Personal information
- Full name: Éric Fabián Ramos
- Date of birth: 12 May 1987 (age 38)
- Place of birth: Carapeguá, Paraguay
- Height: 1.75 m (5 ft 9 in)
- Position: Central midfielder

Team information
- Current team: Sabah

Senior career*
- Years: Team / Apps / (Gls)
- 2006–2007: 12 de Octubre / 15 / (0)
- 2007: 3 de Febrero / 8 / (0)
- 2008–2014: Rubio Ñu / 118 / (2)
- 2012–2014: → Neftchi Baku (loan) / 63 / (3)
- 2014–2016: Neftchi Baku / 60 / (2)
- 2016–2017: Rubio Ñu / 24 / (0)
- 2018: General Díaz / 10 / (0)
- 2018–: Sabah / 25 / (0)

International career^{‡}
- 2012–2013: Paraguay / 5 / (0)

= Éric Ramos =

Paraguayan footballer (born 1987)

Éric Fabián Ramos (born 12 May 1987) is a Paraguayan international footballer who plays for Sabah FK, as a central midfielder.

==Career==

===Club career===
Born in Carapeguá, Ramos has played club football in Paraguay and Azerbaijan for 12 de Octubre, 3 de Febrero, Rubio Ñu and Neftchi Baku.

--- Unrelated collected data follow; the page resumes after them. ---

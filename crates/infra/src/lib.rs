//! Infrastructure layer: storage, caching, configuration and the workflows
//! that span several resources.

pub mod accounts;
pub mod cache;
pub mod config;
pub mod db;
pub mod records;
pub mod repository;
pub mod stores;
pub mod workflows;

pub use accounts::{AccountStore, InMemoryAccountStore, PgAccountStore};
pub use cache::{TagCache, record_tag, resource_tag};
pub use config::{AppConfig, ConfigError};
pub use repository::{
    Direction, FieldKind, InMemoryRepository, ListQuery, Page, Pagination, PgRepository, Record,
    Repository, RepositoryError, Sort, TimeRange,
};
pub use stores::Stores;
pub use workflows::{WorkflowError, WorkflowResult};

In the summer of 2012 Ramos signed a one-year loan deal with Neftchi Baku of the Azerbaijan Premier League. In his first season with the club he won both the Azerbaijan Premier League and the Azerbaijan Cup. At the end of the 2012-13 season, Ramos returned to Rubio Ñu after the two clubs could not agree a deal to make the move permanent.
İn June 2014, Ramos paid his transfer fee to Rubio Nu and transferred to Neftchi PFC as a permanent player. Following the 2015–16 Cup Final, Ramos announced that he would be leaving Neftchi.

In July 2018, Ramos returned to Azerbaijan, signing for Sabah FK.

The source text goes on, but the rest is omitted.